[Opening Supplied records section]

//! Verification capability: trust scoring from weak signals.
//!
//! Combines a word-overlap consistency check between the synthesized
//! answer and secondary research text with presence and source-count
//! bonuses into a 0-100 score, then renders a verdict.

use super::Capability;
use crate::llm::GenerationClient;
use async_trait::async_trait;
use griot_common::{AgentMessage, AgentResponse, SourceRef, TaskType};
use serde::{Deserialize, Serialize};
use serde_json::Value;
use std::collections::HashSet;
use std::sync::Arc;
use tracing::warn;

pub const CAPABILITY_ID: &str = "verifier";

/// Source names that count as independently verified
const VERIFIED_SOURCE_NAMES: &[&str] = &["Wikipedia", "UNESCO", "Academic"];

/// Agreement level between the answer and research text
#[derive(Debug, Clone, Copy, PartialEq, Eq, Serialize, Deserialize)]
#[serde(rename_all = "snake_case")]
pub enum ConsistencyLevel {
    High,
    Medium,
    Low,
    /// One of the two texts was missing
    Partial,
    Unknown,
}

impl ConsistencyLevel {
    pub fn as_str(&self) -> &'static str {
        match self {
            ConsistencyLevel::High => "high",
            ConsistencyLevel::Medium => "medium",
            ConsistencyLevel::Low => "low",
            ConsistencyLevel::Partial => "partial",
            ConsistencyLevel::Unknown => "unknown",
        }
    }

    fn bonus(&self) -> u32 {
        match self {
            ConsistencyLevel::High => 30,
            ConsistencyLevel::Medium => 20,
            ConsistencyLevel::Low => 10,
            ConsistencyLevel::Partial => 5,
            ConsistencyLevel::Unknown => 0,
        }
    }
}

/// Outcome of a verification run
#[derive(Debug, Clone, Serialize)]
pub struct VerificationResult {
    pub summary: String,
    /// 0-100
    pub score: u32,
    /// score / 100
    pub confidence: f64,
    pub consistency: ConsistencyLevel,
    pub verified_sources: Vec<String>,
}

pub struct VerificationCapability {
    generation: Option<Arc<dyn GenerationClient>>,
}

impl VerificationCapability {
    pub fn new(generation: Option<Arc<dyn GenerationClient>>) -> Self {
        Self { generation }
    }

    pub async fn verify(
        &self,
        statement: &str,
        heritage_text: &str,
        research_text: &str,
        sources: &[SourceRef],
    ) -> VerificationResult {
        let consistency = consistency_level(heritage_text, research_text);

        let verified_sources: Vec<String> = sources
            .iter()
            .filter(|s| VERIFIED_SOURCE_NAMES.contains(&s.name.as_str()))
            .map(|s| s.name.clone())
            .collect();

        let mut score: u32 = 0;
        if !heritage_text.trim().is_empty() {
            score += 30;
        }
        if !research_text.trim().is_empty() {
            score += 20;
        }
        score += consistency.bonus();
        score += (5 * verified_sources.len() as u32).min(20);
        let score = score.min(100);

        let confidence = (f64::from(score) / 100.0).min(1.0);
        let summary = self.render_summary(statement, score).await;

        VerificationResult {
            summary,
            score,
            confidence,
            consistency,
            verified_sources,
        }
    }

    async fn render_summary(&self, statement: &str, score: u32) -> String {
        if let Some(generation) = &self.generation {
            let prompt = format!(
                "In 2-3 sentences, assess how trustworthy this statement is given a \
                 verification score of {}/100:\n\n{}",
                score, statement
            );
            match generation.generate(&prompt, &[], 0.3, 160).await {
                Ok(verdict) => return verdict,
                Err(e) => warn!("Verdict generation failed, using template: {}", e),
            }
        }
        template_summary(score)
    }
}

#[async_trait]
impl Capability for VerificationCapability {
    fn id(&self) -> &'static str {
        CAPABILITY_ID
    }

    async fn invoke(&self, message: AgentMessage) -> AgentResponse {
        debug_assert_eq!(message.task_type, TaskType::Verify);
        let heritage_text = message.context_str("heritage_text").unwrap_or("");
        let research_text = message.context_str("research_text").unwrap_or("");
        let sources: Vec<SourceRef> = message
            .context
            .get("sources")
            .and_then(|v| serde_json::from_value(v.clone()).ok())
            .unwrap_or_default();

        let result = self
            .verify(&message.text, heritage_text, research_text, &sources)
            .await;

        AgentResponse::ok(self.id(), result.summary.clone(), result.confidence)
            .with_meta("score", Value::from(result.score))
            .with_meta(
                "consistency",
                Value::String(result.consistency.as_str().to_string()),
            )
            .with_meta(
                "verified_sources",
                Value::from(result.verified_sources.clone()),
            )
    }
}

/// Word-set overlap/union classification. Symmetric in its arguments.
pub fn consistency_level(a: &str, b: &str) -> ConsistencyLevel {
    let words_a = word_set(a);
    let words_b = word_set(b);
    if words_a.is_empty() || words_b.is_empty() {
        return ConsistencyLevel::Partial;
    }

    let overlap = words_a.intersection(&words_b).count();
    let union = words_a.union(&words_b).count();
    if union == 0 {
        return ConsistencyLevel::Unknown;
    }

    let ratio = overlap as f64 / union as f64;
    if ratio > 0.5 {
        ConsistencyLevel::High
    } else if ratio > 0.3 {
        ConsistencyLevel::Medium
    } else {
        ConsistencyLevel::Low
    }
}

fn word_set(text: &str) -> HashSet<String> {
    text.to_lowercase()
        .split_whitespace()
        .map(|w| w.to_string())
        .collect()
}

fn template_summary(score: u32) -> String {
    if score >= 80 {
        format!(
            "High confidence: the statement is well supported by available sources \
             (score {}/100).",
            score
        )
    } else if score >= 60 {
        format!(
            "Medium confidence: the statement is partially supported (score {}/100).",
            score
        )
    } else if score >= 40 {
        format!(
            "Low confidence: only limited support was found (score {}/100).",
            score
        )
    } else {
        format!(
            "Insufficient evidence to verify the statement (score {}/100).",
            score
        )
    }
}

#[cfg(test)]
mod tests {
    use super::*;
    use crate::llm::FakeGenerationClient;

    fn sources(names: &[&str]) -> Vec<SourceRef> {
        names.iter().map(|n| SourceRef::new(*n, "web")).collect()
    }

    #[test]
    fn consistency_is_symmetric() {
        let a = "the sango festival honours the deity of thunder";
        let b = "sango is the yoruba deity of thunder and lightning";
        assert_eq!(consistency_level(a, b), consistency_level(b, a));
    }

    #[test]
    fn identical_texts_are_high() {
        let text = "adire is an indigo resist dyed textile";
        assert_eq!(consistency_level(text, text), ConsistencyLevel::High);
    }

    #[test]
    fn disjoint_texts_are_low() {
        assert_eq!(
            consistency_level("alpha beta gamma", "delta epsilon zeta"),
            ConsistencyLevel::Low
        );
    }

    #[test]
    fn missing_text_is_partial() {
        assert_eq!(consistency_level("", "some text"), ConsistencyLevel::Partial);
        assert_eq!(consistency_level("some text", ""), ConsistencyLevel::Partial);
        assert_eq!(consistency_level("", ""), ConsistencyLevel::Partial);
    }

    #[tokio::test]
    async fn empty_inputs_score_zero() {
        let capability = VerificationCapability::new(None);
        let result = capability.verify("statement", "", "", &[]).await;
        assert_eq!(result.score, 0);
        assert_eq!(result.confidence, 0.0);
        assert_eq!(result.consistency, ConsistencyLevel::Partial);

        // Partial bonus only applies once a text is present
        let result = capability.verify("statement", "some answer", "", &[]).await;
        assert_eq!(result.score, 35); // 30 presence + 5 partial
    }

    #[tokio::test]
    async fn score_is_monotonic_in_source_count_up_to_cap() {
        let capability = VerificationCapability::new(None);
        let mut last = 0;
        for n in 0..=6 {
            let names: Vec<&str> = std::iter::repeat("Wikipedia").take(n).collect();
            let result = capability
                .verify("s", "answer text", "research text", &sources(&names))
                .await;
            assert!(result.score >= last);
            last = result.score;
        }
        // Source bonus caps at 20 points: 4 and 6 sources score the same
        let four = capability
            .verify("s", "answer text", "research text", &sources(&["Wikipedia"; 4]))
            .await;
        let six = capability
            .verify("s", "answer text", "research text", &sources(&["Wikipedia"; 6]))
            .await;
        assert_eq!(four.score, six.score);
    }

    #[tokio::test]
    async fn unverified_sources_do_not_count() {
        let capability = VerificationCapability::new(None);
        let result = capability
            .verify("s", "answer", "", &sources(&["Wikipedia", "UNESCO", "Some Blog"]))
            .await;
        assert_eq!(result.verified_sources, vec!["Wikipedia", "UNESCO"]);
        // 30 presence + 5 partial + 10 sources
        assert_eq!(result.score, 45);
    }

    #[tokio::test]
    async fn template_summary_thresholds() {
        assert!(template_summary(85).starts_with("High confidence"));
        assert!(template_summary(65).starts_with("Medium confidence"));
        assert!(template_summary(45).starts_with("Low confidence"));
        assert!(template_summary(20).starts_with("Insufficient evidence"));
    }

    #[tokio::test]
    async fn invoke_reports_producer_id_and_score() {
        let capability = VerificationCapability::new(None);
        let msg = AgentMessage::new("statement", "orchestrator", TaskType::Verify)
            .with_context("heritage_text", Value::String("answer text".to_string()));
        let resp = capability.invoke(msg).await;
        assert_eq!(resp.producer, capability.id());
        // 30 presence + 5 partial consistency
        assert_eq!(resp.metadata.get("score"), Some(&Value::from(35u32)));
    }

    #[tokio::test]
    async fn generation_verdict_with_fallback() {
        let generation = Arc::new(
            FakeGenerationClient::new().with_default_reply("The statement is broadly reliable."),
        );
        let capability = VerificationCapability::new(Some(generation));
        let result = capability.verify("s", "a b c", "a b c", &[]).await;
        assert_eq!(result.summary, "The statement is broadly reliable.");

        let failing = VerificationCapability::new(Some(Arc::new(FakeGenerationClient::failing())));
        let result = failing.verify("s", "a b c", "a b c", &[]).await;
        assert!(result.summary.contains("/100"));
    }
}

[Closing Supplied records section]

Exercise goal —
Could you copy out every line in the material above that contains the string "crate"?

Result —
use crate::llm::GenerationClient;
    use crate::llm::FakeGenerationClient;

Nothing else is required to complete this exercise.